Records for this exercise START

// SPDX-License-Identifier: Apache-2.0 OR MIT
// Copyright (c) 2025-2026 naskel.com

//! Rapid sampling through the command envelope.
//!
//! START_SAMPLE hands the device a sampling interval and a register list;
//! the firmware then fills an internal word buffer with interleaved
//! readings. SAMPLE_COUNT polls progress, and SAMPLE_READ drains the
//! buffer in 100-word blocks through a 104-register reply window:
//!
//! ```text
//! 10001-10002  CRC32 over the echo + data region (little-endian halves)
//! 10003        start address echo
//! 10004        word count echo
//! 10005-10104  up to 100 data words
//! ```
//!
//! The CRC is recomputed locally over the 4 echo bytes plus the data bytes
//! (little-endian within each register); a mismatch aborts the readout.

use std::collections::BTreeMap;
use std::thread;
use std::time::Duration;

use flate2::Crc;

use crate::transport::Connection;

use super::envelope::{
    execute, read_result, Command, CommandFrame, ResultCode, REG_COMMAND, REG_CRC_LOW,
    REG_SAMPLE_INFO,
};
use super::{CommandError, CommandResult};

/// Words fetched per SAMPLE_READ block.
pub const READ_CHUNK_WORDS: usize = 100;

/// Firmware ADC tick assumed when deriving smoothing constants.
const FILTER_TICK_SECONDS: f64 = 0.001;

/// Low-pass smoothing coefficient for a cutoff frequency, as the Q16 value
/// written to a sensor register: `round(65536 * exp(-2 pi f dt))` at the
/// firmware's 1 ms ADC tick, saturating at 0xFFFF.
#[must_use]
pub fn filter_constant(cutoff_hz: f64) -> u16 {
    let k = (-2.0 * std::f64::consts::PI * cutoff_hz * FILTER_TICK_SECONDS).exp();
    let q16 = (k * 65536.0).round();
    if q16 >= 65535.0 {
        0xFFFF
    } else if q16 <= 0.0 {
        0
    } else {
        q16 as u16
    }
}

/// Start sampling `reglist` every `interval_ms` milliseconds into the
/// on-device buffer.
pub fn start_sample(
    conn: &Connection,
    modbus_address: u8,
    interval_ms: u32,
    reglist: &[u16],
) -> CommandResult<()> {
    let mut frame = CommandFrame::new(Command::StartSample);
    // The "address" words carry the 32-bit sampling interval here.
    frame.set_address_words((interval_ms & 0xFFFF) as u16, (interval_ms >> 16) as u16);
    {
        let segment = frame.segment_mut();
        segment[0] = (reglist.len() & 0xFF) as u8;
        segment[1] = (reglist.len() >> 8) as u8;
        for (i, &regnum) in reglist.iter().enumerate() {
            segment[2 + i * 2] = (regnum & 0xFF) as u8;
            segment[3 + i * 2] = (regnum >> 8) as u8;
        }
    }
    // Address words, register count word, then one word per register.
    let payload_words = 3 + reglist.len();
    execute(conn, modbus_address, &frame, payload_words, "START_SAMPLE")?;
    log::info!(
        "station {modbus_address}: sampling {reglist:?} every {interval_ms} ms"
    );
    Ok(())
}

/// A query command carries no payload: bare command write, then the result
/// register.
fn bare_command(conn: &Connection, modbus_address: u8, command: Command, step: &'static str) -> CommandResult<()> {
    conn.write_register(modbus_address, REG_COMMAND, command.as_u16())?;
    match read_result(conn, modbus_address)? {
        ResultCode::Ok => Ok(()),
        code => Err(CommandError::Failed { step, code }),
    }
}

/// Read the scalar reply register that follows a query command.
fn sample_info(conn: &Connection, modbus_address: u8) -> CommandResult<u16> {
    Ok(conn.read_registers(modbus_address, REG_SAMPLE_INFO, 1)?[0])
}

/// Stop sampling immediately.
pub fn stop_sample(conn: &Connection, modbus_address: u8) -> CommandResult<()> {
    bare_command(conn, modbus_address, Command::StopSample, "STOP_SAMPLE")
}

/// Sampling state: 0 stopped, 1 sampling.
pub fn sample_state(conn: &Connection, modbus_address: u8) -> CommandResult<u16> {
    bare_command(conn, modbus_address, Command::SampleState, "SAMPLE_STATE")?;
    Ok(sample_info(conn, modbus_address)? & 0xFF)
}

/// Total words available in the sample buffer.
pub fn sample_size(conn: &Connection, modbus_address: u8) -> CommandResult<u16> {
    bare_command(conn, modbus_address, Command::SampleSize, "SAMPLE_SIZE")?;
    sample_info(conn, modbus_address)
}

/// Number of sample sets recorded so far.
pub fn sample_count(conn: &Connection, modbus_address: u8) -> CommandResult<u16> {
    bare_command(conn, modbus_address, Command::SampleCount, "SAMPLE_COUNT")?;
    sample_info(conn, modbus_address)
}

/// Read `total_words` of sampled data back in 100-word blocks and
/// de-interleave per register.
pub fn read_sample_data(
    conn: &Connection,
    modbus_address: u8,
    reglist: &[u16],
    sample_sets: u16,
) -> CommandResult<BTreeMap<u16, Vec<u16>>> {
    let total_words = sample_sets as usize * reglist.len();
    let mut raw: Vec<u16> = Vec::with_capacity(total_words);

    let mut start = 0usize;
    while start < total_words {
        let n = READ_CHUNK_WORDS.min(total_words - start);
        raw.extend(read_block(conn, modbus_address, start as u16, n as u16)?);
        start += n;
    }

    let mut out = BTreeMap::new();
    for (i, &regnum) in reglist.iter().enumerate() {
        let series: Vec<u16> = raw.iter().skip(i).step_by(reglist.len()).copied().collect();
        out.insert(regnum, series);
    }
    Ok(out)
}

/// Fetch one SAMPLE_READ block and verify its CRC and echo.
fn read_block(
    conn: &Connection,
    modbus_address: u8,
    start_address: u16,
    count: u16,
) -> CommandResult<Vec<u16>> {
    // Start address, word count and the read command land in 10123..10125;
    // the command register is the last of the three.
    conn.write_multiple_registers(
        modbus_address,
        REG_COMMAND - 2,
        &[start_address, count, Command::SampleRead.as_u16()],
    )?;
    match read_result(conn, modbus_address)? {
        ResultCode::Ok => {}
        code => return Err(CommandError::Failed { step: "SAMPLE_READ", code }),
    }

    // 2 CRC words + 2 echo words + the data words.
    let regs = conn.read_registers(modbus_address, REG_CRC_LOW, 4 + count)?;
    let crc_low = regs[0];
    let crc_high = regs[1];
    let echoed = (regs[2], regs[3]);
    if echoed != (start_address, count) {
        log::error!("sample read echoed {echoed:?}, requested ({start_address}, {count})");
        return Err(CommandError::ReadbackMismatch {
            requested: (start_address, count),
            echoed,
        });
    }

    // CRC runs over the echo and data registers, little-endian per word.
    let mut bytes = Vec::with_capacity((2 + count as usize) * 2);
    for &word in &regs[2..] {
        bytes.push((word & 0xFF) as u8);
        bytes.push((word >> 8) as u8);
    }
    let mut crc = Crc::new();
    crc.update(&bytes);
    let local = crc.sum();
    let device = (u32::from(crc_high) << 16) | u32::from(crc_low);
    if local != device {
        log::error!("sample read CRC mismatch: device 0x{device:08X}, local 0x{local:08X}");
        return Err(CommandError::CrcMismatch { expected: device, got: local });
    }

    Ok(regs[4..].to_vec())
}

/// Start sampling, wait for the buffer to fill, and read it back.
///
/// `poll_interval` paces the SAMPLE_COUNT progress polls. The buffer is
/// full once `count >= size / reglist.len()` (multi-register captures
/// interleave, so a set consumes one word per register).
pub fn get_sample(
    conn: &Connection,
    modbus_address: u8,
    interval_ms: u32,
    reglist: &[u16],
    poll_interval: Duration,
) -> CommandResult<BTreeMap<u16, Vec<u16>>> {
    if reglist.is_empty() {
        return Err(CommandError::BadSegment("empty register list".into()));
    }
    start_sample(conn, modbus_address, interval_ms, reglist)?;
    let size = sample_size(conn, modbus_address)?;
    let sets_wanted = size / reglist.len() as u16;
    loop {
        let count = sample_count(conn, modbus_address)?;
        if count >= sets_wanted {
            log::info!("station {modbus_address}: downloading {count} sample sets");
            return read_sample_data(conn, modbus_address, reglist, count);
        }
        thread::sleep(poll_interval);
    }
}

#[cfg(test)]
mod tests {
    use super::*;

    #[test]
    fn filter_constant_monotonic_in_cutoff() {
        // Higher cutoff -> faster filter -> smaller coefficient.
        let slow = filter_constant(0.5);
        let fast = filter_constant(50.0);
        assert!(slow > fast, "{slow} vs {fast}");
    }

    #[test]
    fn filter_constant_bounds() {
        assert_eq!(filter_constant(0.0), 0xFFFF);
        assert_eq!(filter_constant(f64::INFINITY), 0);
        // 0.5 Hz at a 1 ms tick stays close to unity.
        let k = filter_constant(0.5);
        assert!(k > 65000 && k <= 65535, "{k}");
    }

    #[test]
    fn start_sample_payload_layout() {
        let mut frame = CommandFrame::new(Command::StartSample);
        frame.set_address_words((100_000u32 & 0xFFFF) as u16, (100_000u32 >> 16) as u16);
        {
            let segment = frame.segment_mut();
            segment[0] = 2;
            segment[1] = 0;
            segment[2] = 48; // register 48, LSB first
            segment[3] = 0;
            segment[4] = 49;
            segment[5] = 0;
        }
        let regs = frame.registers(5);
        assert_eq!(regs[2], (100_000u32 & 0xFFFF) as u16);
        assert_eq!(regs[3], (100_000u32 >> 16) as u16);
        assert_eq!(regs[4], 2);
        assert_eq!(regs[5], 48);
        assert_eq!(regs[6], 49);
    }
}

Records for this exercise END
Records for this exercise START

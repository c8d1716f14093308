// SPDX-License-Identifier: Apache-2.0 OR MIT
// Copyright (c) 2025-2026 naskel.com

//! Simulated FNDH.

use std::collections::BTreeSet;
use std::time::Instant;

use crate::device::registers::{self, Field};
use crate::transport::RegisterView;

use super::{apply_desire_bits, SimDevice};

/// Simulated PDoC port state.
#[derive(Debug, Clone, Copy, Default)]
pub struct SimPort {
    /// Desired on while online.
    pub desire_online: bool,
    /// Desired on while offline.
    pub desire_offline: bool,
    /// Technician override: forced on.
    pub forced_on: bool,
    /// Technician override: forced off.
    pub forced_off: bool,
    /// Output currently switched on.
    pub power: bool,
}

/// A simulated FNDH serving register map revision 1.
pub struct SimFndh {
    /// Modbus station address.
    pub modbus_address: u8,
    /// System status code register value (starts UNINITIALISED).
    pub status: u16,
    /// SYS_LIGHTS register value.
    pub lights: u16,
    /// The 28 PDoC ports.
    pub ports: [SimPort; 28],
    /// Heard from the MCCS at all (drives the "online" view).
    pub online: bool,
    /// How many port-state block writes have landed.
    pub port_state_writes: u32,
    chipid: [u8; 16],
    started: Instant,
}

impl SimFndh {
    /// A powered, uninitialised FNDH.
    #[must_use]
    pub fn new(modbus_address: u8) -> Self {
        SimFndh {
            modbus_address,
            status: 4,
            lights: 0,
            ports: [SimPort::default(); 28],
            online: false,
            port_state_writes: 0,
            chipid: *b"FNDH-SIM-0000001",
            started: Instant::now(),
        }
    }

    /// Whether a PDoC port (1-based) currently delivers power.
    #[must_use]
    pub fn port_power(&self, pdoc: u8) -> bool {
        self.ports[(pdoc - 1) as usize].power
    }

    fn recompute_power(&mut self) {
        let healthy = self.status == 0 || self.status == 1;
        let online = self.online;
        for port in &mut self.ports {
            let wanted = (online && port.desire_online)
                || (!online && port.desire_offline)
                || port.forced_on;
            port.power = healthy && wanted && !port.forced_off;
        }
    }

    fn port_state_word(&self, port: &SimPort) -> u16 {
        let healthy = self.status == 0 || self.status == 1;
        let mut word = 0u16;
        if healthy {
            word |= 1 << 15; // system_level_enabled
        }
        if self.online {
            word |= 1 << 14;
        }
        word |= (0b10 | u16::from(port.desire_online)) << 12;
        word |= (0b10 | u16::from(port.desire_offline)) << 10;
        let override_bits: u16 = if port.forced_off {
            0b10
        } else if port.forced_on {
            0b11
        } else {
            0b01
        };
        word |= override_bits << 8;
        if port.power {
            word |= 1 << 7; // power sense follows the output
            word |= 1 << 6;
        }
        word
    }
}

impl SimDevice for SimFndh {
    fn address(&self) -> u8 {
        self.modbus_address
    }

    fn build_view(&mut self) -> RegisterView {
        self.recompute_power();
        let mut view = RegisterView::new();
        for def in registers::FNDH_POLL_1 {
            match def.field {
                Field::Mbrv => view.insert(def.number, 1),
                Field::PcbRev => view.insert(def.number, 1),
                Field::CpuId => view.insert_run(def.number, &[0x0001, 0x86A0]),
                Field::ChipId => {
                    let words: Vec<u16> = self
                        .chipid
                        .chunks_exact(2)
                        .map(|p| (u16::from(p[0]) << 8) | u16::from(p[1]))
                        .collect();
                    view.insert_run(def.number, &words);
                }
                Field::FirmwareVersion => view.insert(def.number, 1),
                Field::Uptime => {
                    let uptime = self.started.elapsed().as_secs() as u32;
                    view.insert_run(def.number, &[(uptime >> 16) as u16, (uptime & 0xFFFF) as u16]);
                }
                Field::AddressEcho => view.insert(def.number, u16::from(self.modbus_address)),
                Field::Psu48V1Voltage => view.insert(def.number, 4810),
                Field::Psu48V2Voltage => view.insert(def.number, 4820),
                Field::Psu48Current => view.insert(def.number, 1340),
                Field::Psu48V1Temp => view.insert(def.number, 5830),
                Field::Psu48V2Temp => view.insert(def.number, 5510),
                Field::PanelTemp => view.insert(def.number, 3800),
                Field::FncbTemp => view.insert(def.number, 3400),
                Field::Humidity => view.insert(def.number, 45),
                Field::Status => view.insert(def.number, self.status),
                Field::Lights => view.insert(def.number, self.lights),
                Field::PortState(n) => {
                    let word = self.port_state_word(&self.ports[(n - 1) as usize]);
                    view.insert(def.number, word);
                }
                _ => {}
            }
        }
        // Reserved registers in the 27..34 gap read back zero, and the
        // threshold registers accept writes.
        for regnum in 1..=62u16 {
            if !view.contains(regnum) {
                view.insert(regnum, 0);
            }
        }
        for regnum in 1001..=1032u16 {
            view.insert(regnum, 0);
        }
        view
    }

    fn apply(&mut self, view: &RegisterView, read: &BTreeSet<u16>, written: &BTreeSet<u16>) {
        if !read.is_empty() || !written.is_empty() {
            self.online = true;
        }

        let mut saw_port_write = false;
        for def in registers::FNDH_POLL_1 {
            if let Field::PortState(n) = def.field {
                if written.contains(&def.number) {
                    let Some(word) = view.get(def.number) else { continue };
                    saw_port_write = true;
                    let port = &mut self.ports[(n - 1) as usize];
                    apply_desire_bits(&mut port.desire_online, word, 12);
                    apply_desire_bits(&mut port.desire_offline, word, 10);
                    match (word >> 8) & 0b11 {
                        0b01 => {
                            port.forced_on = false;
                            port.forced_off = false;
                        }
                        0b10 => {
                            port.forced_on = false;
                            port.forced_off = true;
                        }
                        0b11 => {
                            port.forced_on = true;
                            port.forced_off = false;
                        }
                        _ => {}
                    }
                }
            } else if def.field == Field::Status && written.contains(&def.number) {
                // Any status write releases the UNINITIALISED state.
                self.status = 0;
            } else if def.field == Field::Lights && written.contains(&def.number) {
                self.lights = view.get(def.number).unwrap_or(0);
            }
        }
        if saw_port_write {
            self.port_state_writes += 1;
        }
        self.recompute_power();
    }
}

Records for this exercise END
Records for this exercise START

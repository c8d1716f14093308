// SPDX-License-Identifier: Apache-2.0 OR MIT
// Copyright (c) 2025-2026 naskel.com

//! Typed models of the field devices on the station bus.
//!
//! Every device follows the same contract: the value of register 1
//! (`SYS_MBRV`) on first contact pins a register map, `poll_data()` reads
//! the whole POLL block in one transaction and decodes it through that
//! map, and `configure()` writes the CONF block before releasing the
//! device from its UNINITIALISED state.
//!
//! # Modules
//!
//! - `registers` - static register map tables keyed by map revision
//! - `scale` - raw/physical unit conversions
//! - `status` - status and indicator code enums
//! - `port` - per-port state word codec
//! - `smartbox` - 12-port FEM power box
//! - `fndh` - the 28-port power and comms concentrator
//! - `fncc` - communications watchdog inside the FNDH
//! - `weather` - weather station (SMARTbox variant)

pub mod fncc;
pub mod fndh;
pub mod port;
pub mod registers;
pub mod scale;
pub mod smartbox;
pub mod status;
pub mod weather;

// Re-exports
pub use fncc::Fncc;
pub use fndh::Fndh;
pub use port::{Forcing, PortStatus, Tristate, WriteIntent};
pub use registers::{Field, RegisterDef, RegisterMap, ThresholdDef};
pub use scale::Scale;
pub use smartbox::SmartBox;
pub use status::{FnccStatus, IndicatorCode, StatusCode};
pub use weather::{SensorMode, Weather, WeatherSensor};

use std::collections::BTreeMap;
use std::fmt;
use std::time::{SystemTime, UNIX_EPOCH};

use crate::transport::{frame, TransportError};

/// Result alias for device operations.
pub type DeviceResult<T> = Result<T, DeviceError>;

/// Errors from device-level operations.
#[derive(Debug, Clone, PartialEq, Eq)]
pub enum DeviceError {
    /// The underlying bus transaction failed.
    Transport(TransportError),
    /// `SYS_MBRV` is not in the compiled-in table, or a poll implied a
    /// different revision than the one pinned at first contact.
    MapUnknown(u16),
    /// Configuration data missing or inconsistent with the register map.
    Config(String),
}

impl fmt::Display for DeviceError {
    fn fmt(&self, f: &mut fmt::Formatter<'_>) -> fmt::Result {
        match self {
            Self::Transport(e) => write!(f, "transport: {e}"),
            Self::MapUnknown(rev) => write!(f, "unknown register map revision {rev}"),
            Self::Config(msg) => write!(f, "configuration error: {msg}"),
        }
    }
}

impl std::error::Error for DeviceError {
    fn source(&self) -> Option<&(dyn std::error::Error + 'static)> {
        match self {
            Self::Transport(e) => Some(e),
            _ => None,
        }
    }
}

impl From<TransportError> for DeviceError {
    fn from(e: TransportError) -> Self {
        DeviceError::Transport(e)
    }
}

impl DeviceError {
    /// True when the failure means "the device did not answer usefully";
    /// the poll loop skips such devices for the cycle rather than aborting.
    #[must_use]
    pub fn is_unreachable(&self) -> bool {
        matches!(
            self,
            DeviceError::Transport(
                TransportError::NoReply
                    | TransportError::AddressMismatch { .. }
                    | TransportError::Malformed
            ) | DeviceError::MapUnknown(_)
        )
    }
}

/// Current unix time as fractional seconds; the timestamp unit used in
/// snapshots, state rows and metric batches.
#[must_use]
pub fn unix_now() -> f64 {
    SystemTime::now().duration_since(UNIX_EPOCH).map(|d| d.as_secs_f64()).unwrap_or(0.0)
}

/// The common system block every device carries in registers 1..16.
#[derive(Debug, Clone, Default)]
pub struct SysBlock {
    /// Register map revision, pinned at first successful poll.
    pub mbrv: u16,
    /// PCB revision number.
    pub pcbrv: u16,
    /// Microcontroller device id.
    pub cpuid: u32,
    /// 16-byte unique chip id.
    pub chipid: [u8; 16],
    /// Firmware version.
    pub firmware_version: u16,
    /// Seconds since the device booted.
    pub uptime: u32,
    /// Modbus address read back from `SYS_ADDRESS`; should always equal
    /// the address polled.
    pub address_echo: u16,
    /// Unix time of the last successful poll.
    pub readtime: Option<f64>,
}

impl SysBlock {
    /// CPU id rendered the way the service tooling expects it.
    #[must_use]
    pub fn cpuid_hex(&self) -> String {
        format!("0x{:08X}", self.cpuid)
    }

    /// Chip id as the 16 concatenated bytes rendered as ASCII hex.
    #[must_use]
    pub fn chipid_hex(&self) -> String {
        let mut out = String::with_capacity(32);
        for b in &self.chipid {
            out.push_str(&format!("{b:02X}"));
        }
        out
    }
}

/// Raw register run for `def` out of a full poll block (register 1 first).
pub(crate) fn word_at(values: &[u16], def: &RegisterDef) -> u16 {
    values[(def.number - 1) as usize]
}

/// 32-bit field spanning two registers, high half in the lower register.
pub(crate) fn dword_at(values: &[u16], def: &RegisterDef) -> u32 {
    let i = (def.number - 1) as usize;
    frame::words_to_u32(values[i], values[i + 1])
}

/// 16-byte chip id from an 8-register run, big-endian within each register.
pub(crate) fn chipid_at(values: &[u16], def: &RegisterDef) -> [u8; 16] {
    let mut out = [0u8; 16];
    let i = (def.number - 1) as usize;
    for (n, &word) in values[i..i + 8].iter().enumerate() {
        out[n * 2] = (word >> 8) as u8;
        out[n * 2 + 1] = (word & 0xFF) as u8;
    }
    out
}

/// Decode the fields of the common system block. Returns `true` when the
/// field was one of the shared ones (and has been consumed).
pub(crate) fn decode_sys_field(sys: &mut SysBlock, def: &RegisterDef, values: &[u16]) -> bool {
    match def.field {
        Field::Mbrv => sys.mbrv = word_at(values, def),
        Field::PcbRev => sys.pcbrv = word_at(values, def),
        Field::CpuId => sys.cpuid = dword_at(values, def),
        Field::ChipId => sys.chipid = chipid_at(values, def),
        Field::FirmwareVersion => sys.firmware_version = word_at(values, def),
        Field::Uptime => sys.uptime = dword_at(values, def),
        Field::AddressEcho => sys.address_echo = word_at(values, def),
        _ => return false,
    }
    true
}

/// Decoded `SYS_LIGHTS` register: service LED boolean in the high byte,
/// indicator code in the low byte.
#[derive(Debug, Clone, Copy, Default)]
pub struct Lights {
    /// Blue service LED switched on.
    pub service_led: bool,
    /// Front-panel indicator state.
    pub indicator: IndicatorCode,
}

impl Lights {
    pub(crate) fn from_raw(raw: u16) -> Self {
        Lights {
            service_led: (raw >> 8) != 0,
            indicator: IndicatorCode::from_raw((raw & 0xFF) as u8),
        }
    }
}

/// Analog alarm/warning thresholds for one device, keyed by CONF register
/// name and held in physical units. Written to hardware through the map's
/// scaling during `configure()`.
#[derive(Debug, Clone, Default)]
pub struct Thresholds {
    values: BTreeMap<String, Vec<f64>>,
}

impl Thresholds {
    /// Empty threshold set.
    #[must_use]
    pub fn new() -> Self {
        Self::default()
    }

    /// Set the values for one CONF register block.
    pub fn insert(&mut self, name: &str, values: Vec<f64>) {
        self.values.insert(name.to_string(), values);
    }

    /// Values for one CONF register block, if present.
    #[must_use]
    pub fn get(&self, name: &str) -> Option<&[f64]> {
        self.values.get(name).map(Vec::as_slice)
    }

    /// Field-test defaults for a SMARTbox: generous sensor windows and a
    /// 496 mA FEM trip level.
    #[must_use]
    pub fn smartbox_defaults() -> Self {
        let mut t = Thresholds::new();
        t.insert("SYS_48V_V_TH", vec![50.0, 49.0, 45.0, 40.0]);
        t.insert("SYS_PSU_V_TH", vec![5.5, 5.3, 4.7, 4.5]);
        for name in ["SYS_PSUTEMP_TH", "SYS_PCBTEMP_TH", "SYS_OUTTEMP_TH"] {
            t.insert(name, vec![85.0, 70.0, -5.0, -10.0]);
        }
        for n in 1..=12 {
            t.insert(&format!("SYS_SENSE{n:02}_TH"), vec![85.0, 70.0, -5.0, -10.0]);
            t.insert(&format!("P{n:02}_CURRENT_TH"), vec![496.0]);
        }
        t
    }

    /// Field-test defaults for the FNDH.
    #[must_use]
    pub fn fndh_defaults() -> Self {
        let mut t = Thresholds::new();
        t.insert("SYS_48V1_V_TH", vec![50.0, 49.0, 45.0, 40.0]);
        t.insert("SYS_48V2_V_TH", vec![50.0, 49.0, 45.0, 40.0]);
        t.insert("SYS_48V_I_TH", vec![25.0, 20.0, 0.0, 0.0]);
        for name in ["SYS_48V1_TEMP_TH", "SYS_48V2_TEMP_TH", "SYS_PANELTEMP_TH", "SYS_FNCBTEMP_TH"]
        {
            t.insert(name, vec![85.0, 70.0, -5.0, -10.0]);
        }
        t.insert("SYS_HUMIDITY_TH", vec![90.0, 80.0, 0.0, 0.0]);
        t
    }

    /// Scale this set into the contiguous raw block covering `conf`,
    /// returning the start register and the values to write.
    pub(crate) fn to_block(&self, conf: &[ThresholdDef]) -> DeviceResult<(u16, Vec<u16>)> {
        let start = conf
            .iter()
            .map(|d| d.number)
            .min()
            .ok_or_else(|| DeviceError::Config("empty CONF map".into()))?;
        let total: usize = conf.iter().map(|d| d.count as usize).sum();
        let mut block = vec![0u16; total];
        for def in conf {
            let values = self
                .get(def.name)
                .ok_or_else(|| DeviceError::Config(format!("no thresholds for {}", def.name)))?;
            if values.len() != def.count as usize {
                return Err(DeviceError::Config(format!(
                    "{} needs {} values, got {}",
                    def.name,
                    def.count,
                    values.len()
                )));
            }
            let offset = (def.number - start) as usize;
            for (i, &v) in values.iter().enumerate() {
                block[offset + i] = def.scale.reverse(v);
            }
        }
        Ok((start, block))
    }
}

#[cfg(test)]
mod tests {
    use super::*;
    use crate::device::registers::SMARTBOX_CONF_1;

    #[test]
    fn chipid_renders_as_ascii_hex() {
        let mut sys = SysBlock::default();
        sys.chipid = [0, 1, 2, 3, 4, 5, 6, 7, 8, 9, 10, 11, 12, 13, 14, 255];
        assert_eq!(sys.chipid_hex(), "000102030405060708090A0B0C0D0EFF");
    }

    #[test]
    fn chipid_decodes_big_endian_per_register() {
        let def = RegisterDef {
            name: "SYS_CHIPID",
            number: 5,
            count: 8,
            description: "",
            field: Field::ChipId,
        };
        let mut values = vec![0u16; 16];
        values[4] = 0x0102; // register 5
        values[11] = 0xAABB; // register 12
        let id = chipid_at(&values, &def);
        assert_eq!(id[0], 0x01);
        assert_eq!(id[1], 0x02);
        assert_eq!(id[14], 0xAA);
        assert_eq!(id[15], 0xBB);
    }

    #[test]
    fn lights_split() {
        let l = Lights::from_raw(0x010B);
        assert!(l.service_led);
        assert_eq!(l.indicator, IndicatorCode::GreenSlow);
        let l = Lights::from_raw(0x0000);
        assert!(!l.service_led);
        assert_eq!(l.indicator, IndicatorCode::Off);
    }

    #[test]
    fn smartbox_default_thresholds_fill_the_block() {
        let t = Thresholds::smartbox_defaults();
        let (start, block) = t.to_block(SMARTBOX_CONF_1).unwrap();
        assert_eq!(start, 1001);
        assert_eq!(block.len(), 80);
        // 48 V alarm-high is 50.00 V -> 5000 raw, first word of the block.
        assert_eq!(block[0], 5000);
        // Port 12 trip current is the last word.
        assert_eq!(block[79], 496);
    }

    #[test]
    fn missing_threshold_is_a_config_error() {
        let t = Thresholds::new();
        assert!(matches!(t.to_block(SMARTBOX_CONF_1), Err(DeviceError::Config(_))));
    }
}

Records for this exercise END

Exercise:
Go through the material above and return each line that holds the word "coefficient".

Response to the task:
/// Low-pass smoothing coefficient for a cutoff frequency, as the Q16 value
        // Higher cutoff -> faster filter -> smaller coefficient.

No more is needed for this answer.